(INFORMATION SHOWN Opens)
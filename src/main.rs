//! Arena Blaster entry point
//!
//! Handles platform-specific initialization and runs the game loop.

#[cfg(target_arch = "wasm32")]
use wasm_bindgen::prelude::*;

#[cfg(target_arch = "wasm32")]
mod wasm_game {
    use std::cell::RefCell;
    use std::rc::Rc;
    use wasm_bindgen::prelude::*;
    use web_sys::{Document, HtmlCanvasElement, KeyboardEvent, MouseEvent};

    use arena_blaster::platform::InputCollector;
    use arena_blaster::renderer::RenderState;
    use arena_blaster::sim::{FrameOutcome, Simulation};
    use arena_blaster::{HudReadout, Presenter, RenderSnapshot, Tuning};

    /// Draws to the canvas and mirrors the HUD into the DOM
    struct BrowserPresenter {
        document: Document,
        render_state: Option<RenderState>,
    }

    impl BrowserPresenter {
        fn set_text(&self, id: &str, text: &str) {
            if let Some(el) = self.document.get_element_by_id(id) {
                el.set_text_content(Some(text));
            }
        }

        fn set_width_percent(&self, id: &str, percent: f32) {
            if let Some(el) = self.document.get_element_by_id(id) {
                let _ = el.set_attribute("style", &format!("width: {}%", percent));
            }
        }
    }

    impl Presenter for BrowserPresenter {
        fn render(&mut self, snapshot: &RenderSnapshot) {
            let Some(rs) = &mut self.render_state else {
                return;
            };
            match rs.render(snapshot) {
                Ok(()) => {}
                Err(wgpu::SurfaceError::Lost | wgpu::SurfaceError::Outdated) => {
                    let (w, h) = rs.size;
                    rs.resize(w, h);
                }
                Err(e) => log::error!("Render error: {:?}", e),
            }
        }

        fn refresh_hud(&mut self, hud: &HudReadout) {
            self.set_width_percent("hp-bar", hud.hp_percent);
            self.set_text("hp-text", &hud.hp_text);
            self.set_width_percent("ammo-bar", hud.ammo as f32);
            self.set_text("ammo-text", &hud.ammo_text);
            self.set_text("level", &hud.level.to_string());
            self.set_text("xp", &hud.xp.to_string());
            self.set_text("weapon", hud.weapon_name);
        }

        fn game_over(&mut self, message: &str) {
            let Some(window) = web_sys::window() else {
                return;
            };
            let _ = window.alert_with_message(message);
            let _ = window.location().reload();
        }
    }

    /// Game instance holding all state
    struct Game {
        sim: Simulation,
        input: InputCollector,
        presenter: BrowserPresenter,
    }

    /// Optional balance override embedded in the page
    fn read_tuning(document: &Document) -> Tuning {
        match document
            .get_element_by_id("tuning")
            .and_then(|el| el.text_content())
        {
            Some(json) => Tuning::from_json_or_default(&json),
            None => Tuning::default(),
        }
    }

    pub async fn run() -> Result<(), JsValue> {
        console_error_panic_hook::set_once();
        if console_log::init_with_level(log::Level::Info).is_err() {
            web_sys::console::warn_1(&"Logger already initialized".into());
        }

        log::info!("Arena Blaster starting...");

        let window = web_sys::window().ok_or("no window")?;
        let document = window.document().ok_or("no document")?;

        let canvas: HtmlCanvasElement = document
            .get_element_by_id("canvas")
            .ok_or("no canvas")?
            .dyn_into()
            .map_err(|_| "element #canvas is not a canvas")?;

        // Playfield fills the viewport
        let width = window.inner_width()?.as_f64().unwrap_or(800.0) as u32;
        let height = window.inner_height()?.as_f64().unwrap_or(600.0) as u32;
        canvas.set_width(width);
        canvas.set_height(height);

        let seed = js_sys::Date::now() as u64;
        let tuning = read_tuning(&document);
        let sim = Simulation::new(seed, width as f32, height as f32, tuning);

        // Initialize WebGPU
        let instance = wgpu::Instance::new(&wgpu::InstanceDescriptor {
            backends: wgpu::Backends::BROWSER_WEBGPU | wgpu::Backends::GL,
            ..Default::default()
        });

        let surface = instance
            .create_surface(wgpu::SurfaceTarget::Canvas(canvas.clone()))
            .map_err(|e| JsValue::from_str(&format!("surface: {e}")))?;

        let adapter = instance
            .request_adapter(&wgpu::RequestAdapterOptions {
                power_preference: wgpu::PowerPreference::HighPerformance,
                compatible_surface: Some(&surface),
                force_fallback_adapter: false,
            })
            .await
            .map_err(|e| JsValue::from_str(&format!("adapter: {e}")))?;

        log::info!("Using adapter: {:?}", adapter.get_info().name);

        let render_state = RenderState::new(surface, &adapter, width, height)
            .await
            .map_err(|e| JsValue::from_str(&format!("device: {e}")))?;

        let game = Rc::new(RefCell::new(Game {
            sim,
            input: InputCollector::new(),
            presenter: BrowserPresenter {
                document: document.clone(),
                render_state: Some(render_state),
            },
        }));

        setup_input_handlers(&window, game.clone())?;
        setup_start_button(&document, game);

        log::info!("Arena Blaster ready, seed {}", seed);
        Ok(())
    }

    fn setup_input_handlers(
        window: &web_sys::Window,
        game: Rc<RefCell<Game>>,
    ) -> Result<(), JsValue> {
        // Keyboard
        {
            let game = game.clone();
            let closure = Closure::<dyn FnMut(_)>::new(move |event: KeyboardEvent| {
                if game.borrow_mut().input.key_down(&event.key()) {
                    event.prevent_default();
                }
            });
            window.add_event_listener_with_callback("keydown", closure.as_ref().unchecked_ref())?;
            closure.forget();
        }
        {
            let game = game.clone();
            let closure = Closure::<dyn FnMut(_)>::new(move |event: KeyboardEvent| {
                game.borrow_mut().input.key_up(&event.key());
            });
            window.add_event_listener_with_callback("keyup", closure.as_ref().unchecked_ref())?;
            closure.forget();
        }

        // Mouse aim and fire
        {
            let game = game.clone();
            let closure = Closure::<dyn FnMut(_)>::new(move |event: MouseEvent| {
                game.borrow_mut()
                    .input
                    .pointer_moved(event.client_x() as f32, event.client_y() as f32);
            });
            window.add_event_listener_with_callback("mousemove", closure.as_ref().unchecked_ref())?;
            closure.forget();
        }
        {
            let game = game.clone();
            let closure = Closure::<dyn FnMut(_)>::new(move |event: MouseEvent| {
                let mut g = game.borrow_mut();
                g.input
                    .pointer_moved(event.client_x() as f32, event.client_y() as f32);
                g.input.pointer_pressed();
            });
            window.add_event_listener_with_callback("mousedown", closure.as_ref().unchecked_ref())?;
            closure.forget();
        }
        {
            let closure = Closure::<dyn FnMut(_)>::new(move |_event: MouseEvent| {
                game.borrow_mut().input.pointer_released();
            });
            window.add_event_listener_with_callback("mouseup", closure.as_ref().unchecked_ref())?;
            closure.forget();
        }

        Ok(())
    }

    fn setup_start_button(document: &Document, game: Rc<RefCell<Game>>) {
        let Some(btn) = document.get_element_by_id("start-btn") else {
            log::warn!("No #start-btn, starting immediately");
            let started = {
                let mut g = game.borrow_mut();
                let started = g.sim.start();
                g.input.discard_pending_fire();
                started
            };
            if started {
                request_animation_frame(game);
            }
            return;
        };

        let document = document.clone();
        let closure = Closure::<dyn FnMut(_)>::new(move |_event: MouseEvent| {
            {
                let mut g = game.borrow_mut();
                if !g.sim.start() {
                    return;
                }
                // The mousedown on the button reached the window listener first
                g.input.discard_pending_fire();
            }
            if let Some(el) = document.get_element_by_id("start-screen") {
                let _ = el.class_list().add_1("hidden");
            }
            if let Some(el) = document.get_element_by_id("ui") {
                let _ = el.class_list().remove_1("hidden");
            }
            if let Some(el) = document.get_element_by_id("canvas") {
                let _ = el.class_list().remove_1("hidden");
            }
            request_animation_frame(game.clone());
        });
        let _ = btn.add_event_listener_with_callback("click", closure.as_ref().unchecked_ref());
        closure.forget();
    }

    fn request_animation_frame(game: Rc<RefCell<Game>>) {
        let Some(window) = web_sys::window() else {
            return;
        };
        let closure = Closure::once(move |time: f64| {
            game_loop(game, time);
        });
        let _ = window.request_animation_frame(closure.as_ref().unchecked_ref());
        closure.forget();
    }

    fn game_loop(game: Rc<RefCell<Game>>, time: f64) {
        let outcome = {
            let mut guard = game.borrow_mut();
            let g = &mut *guard;
            let input = g.input.snapshot(time);
            g.sim.frame(&input, &mut g.presenter)
        };

        match outcome {
            FrameOutcome::Continue => request_animation_frame(game),
            FrameOutcome::GameOver => log::info!("Loop stopped"),
            FrameOutcome::Idle => {}
        }
    }
}

#[cfg(target_arch = "wasm32")]
#[wasm_bindgen(start)]
pub async fn wasm_main() {
    if let Err(e) = wasm_game::run().await {
        log::error!("Startup failed: {:?}", e);
    }
}

#[cfg(not(target_arch = "wasm32"))]
mod native {
    use std::path::PathBuf;

    use anyhow::{Context, Result};
    use clap::Parser;
    use serde::Serialize;

    use arena_blaster::consts::FRAME_MS;
    use arena_blaster::platform::Autopilot;
    use arena_blaster::sim::{FrameOutcome, GameEvent, Simulation};
    use arena_blaster::{HudReadout, Presenter, RenderSnapshot, Tuning};

    /// Run Arena Blaster headless with the autopilot at the controls.
    #[derive(Debug, Parser)]
    #[command(name = "arena-blaster", version, about)]
    pub struct Args {
        /// RNG seed for the run
        #[arg(long, default_value_t = 1)]
        seed: u64,
        /// Stop after this many frames if the run is still going
        #[arg(long, default_value_t = 3600)]
        ticks: u64,
        #[arg(long, default_value_t = 800.0)]
        width: f32,
        #[arg(long, default_value_t = 600.0)]
        height: f32,
        /// JSON balance overrides
        #[arg(long)]
        tuning: Option<PathBuf>,
        /// Print the final HUD and playfield as JSON
        #[arg(long)]
        json: bool,
    }

    /// Keeps the latest frame instead of drawing it
    #[derive(Default)]
    struct HeadlessPresenter {
        last_snapshot: Option<RenderSnapshot>,
        last_hud: Option<HudReadout>,
        game_over: Option<String>,
    }

    impl Presenter for HeadlessPresenter {
        fn render(&mut self, snapshot: &RenderSnapshot) {
            self.last_snapshot = Some(snapshot.clone());
        }

        fn refresh_hud(&mut self, hud: &HudReadout) {
            self.last_hud = Some(hud.clone());
        }

        fn game_over(&mut self, message: &str) {
            log::info!("{}", message);
            self.game_over = Some(message.to_string());
        }
    }

    #[derive(Serialize)]
    struct RunReport<'a> {
        seed: u64,
        frames: u64,
        kills: u32,
        game_over: bool,
        hud: Option<&'a HudReadout>,
        playfield: Option<&'a RenderSnapshot>,
    }

    fn load_tuning(path: Option<&PathBuf>) -> Result<Tuning> {
        let Some(path) = path else {
            return Ok(Tuning::default());
        };
        let json = std::fs::read_to_string(path)
            .with_context(|| format!("reading {}", path.display()))?;
        Ok(Tuning::from_json_or_default(&json))
    }

    pub fn run(args: Args) -> Result<()> {
        let tuning = load_tuning(args.tuning.as_ref())?;
        let mut sim = Simulation::new(args.seed, args.width, args.height, tuning);
        let mut pilot = Autopilot::new(FRAME_MS);
        let mut presenter = HeadlessPresenter::default();

        sim.start();

        let mut frames = 0;
        let mut kills = 0;
        while frames < args.ticks {
            let input = pilot.next_input(sim.state());
            let outcome = sim.frame(&input, &mut presenter);
            frames += 1;
            kills += sim
                .state()
                .events
                .iter()
                .filter(|e| matches!(e, GameEvent::EnemyKilled { .. }))
                .count() as u32;
            if outcome != FrameOutcome::Continue {
                break;
            }
        }

        let player = &sim.state().player;
        println!(
            "seed {}: {} frames, {} kills, level {}, {} ({}), hp {}/{}, ammo {}{}",
            args.seed,
            frames,
            kills,
            player.level,
            player.weapon().name,
            player.weapon_level,
            player.hp,
            player.max_hp,
            player.ammo,
            if presenter.game_over.is_some() {
                ", game over"
            } else {
                ""
            }
        );

        if args.json {
            let report = RunReport {
                seed: args.seed,
                frames,
                kills,
                game_over: presenter.game_over.is_some(),
                hud: presenter.last_hud.as_ref(),
                playfield: presenter.last_snapshot.as_ref(),
            };
            let out = serde_json::to_string_pretty(&report)?;
            println!("{}", out);
        }

        Ok(())
    }

    #[cfg(test)]
    mod tests {
        use super::*;

        #[test]
        fn test_missing_tuning_file_names_path() {
            let path = PathBuf::from("/nonexistent/arena-tuning.json");
            let err = load_tuning(Some(&path)).unwrap_err();
            assert!(format!("{:#}", err).contains("reading /nonexistent/arena-tuning.json"));
        }

        #[test]
        fn test_no_tuning_file_uses_defaults() {
            assert_eq!(load_tuning(None).unwrap(), Tuning::default());
        }
    }
}

#[cfg(not(target_arch = "wasm32"))]
fn main() {
    use clap::Parser;

    env_logger::Builder::from_env(env_logger::Env::default().default_filter_or("info")).init();
    log::info!("Arena Blaster (native, headless) starting...");

    let args = native::Args::parse();
    if let Err(e) = native::run(args) {
        log::error!("{:#}", e);
        std::process::exit(1);
    }
}

#[cfg(target_arch = "wasm32")]
fn main() {
    // WASM entry point is wasm_main, this is just to satisfy the compiler
}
(INFORMATION SHOWN Closes)
Show the lines in the entries above that include the string "ammo".

RESULT BELOW:
            self.set_width_percent("ammo-bar", hud.ammo as f32);
            self.set_text("ammo-text", &hud.ammo_text);
            "seed {}: {} frames, {} kills, level {}, {} ({}), hp {}/{}, ammo {}{}",
            player.ammo,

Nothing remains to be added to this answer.